> [PROBLEM]:
For each line in the records that contains "TrackId", make a copy.

> [DATA SECTION]:
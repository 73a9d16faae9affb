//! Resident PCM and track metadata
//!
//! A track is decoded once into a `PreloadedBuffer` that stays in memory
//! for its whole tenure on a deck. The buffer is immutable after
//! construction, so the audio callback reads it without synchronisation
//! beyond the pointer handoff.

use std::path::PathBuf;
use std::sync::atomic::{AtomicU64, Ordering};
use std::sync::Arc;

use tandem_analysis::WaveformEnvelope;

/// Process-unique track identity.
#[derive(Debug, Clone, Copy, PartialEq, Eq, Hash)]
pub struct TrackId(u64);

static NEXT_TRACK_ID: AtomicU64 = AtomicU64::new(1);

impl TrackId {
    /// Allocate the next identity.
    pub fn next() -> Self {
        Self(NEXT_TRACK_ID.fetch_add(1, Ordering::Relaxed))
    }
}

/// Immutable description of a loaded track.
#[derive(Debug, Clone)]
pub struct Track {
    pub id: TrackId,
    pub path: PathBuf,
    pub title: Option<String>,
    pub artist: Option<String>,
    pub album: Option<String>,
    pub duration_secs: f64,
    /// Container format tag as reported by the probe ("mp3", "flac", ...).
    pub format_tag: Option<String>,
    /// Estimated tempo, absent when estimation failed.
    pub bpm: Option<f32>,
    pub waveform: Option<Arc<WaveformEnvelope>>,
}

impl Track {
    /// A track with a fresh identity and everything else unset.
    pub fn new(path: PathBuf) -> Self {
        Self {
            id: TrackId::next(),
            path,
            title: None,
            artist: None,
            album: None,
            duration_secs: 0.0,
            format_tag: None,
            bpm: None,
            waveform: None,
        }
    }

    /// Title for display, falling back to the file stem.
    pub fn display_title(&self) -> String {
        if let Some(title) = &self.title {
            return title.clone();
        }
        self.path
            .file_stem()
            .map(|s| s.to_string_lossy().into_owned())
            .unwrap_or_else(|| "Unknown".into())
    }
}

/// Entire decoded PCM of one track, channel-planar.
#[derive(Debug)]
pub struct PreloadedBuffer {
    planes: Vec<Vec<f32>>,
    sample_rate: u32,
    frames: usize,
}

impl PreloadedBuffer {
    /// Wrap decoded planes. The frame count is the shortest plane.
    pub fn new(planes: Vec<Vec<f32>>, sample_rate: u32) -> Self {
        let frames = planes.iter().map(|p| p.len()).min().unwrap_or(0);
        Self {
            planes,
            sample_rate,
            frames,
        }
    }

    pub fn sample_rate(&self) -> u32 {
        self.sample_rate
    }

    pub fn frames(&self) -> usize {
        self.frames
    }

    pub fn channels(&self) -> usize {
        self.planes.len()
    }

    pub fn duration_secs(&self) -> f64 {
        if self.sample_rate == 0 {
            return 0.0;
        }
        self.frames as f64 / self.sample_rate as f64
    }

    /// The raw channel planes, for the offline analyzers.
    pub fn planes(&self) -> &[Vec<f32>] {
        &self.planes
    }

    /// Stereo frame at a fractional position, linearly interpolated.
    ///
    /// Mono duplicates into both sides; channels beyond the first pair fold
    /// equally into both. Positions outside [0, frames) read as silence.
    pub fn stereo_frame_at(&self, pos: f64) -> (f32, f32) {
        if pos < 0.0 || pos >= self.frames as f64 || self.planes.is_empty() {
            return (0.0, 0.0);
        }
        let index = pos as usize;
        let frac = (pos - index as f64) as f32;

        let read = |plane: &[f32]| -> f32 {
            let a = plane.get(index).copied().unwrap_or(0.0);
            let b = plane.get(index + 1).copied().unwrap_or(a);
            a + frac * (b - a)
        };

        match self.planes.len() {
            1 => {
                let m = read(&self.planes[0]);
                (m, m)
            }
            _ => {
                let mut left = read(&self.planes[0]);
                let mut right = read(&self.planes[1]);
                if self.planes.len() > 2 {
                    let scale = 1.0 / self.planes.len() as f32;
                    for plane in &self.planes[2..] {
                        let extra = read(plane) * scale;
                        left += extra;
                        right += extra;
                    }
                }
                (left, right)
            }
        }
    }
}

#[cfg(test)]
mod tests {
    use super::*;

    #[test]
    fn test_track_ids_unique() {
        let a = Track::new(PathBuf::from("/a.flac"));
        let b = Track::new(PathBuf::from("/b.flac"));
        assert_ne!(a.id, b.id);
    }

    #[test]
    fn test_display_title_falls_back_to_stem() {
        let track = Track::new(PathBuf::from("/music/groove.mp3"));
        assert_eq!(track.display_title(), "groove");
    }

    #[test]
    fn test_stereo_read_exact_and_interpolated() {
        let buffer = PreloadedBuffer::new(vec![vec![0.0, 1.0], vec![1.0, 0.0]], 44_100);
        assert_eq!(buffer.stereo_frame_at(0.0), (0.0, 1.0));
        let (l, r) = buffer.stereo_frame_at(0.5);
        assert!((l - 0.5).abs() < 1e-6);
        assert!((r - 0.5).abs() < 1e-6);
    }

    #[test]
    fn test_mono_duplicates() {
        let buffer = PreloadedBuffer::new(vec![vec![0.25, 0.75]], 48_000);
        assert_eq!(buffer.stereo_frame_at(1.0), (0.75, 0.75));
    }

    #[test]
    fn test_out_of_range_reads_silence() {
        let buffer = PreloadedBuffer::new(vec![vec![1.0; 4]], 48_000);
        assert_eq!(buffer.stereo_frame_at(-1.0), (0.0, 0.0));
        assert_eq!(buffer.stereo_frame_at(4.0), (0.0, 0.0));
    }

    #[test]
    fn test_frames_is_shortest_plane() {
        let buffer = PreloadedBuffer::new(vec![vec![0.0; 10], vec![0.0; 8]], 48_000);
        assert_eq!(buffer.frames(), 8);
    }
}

* * *

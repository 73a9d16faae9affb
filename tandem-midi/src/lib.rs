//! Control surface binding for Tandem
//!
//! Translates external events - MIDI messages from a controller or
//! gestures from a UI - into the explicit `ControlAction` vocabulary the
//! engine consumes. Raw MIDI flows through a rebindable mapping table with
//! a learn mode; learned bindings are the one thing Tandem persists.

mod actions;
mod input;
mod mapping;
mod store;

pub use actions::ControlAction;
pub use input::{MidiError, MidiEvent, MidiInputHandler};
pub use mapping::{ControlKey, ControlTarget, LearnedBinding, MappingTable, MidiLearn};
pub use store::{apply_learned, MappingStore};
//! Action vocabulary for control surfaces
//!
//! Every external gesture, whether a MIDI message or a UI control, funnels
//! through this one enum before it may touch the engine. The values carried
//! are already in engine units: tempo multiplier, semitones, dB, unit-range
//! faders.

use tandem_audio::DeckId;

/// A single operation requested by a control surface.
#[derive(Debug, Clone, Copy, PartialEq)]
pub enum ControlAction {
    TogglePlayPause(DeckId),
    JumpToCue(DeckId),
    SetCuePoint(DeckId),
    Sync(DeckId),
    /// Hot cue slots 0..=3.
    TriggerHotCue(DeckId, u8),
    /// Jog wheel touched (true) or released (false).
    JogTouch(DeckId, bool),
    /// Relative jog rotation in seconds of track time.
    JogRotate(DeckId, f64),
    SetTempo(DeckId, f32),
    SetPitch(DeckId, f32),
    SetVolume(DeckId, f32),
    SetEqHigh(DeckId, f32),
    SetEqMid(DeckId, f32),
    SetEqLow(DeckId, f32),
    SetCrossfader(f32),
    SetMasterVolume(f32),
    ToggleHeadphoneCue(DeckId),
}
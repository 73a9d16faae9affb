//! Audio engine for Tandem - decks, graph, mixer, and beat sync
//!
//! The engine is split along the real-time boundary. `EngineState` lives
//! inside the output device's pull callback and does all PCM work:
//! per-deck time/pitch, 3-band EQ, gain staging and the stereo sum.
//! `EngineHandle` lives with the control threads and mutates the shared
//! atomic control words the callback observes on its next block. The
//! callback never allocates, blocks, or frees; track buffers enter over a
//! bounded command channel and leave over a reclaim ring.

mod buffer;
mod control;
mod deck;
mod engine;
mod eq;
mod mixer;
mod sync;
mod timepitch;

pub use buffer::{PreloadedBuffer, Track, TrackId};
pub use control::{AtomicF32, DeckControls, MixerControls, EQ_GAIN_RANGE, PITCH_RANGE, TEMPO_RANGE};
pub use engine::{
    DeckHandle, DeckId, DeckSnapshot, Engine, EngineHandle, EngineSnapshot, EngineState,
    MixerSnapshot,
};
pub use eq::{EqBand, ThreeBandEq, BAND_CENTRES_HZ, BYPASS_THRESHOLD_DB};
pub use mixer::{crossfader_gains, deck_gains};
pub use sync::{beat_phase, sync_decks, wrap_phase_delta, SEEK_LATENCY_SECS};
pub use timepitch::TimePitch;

> [TASK SOLUTION]:
pub struct TrackId(u64);
impl TrackId {
    pub id: TrackId,
            id: TrackId::next(),
pub use buffer::{PreloadedBuffer, Track, TrackId};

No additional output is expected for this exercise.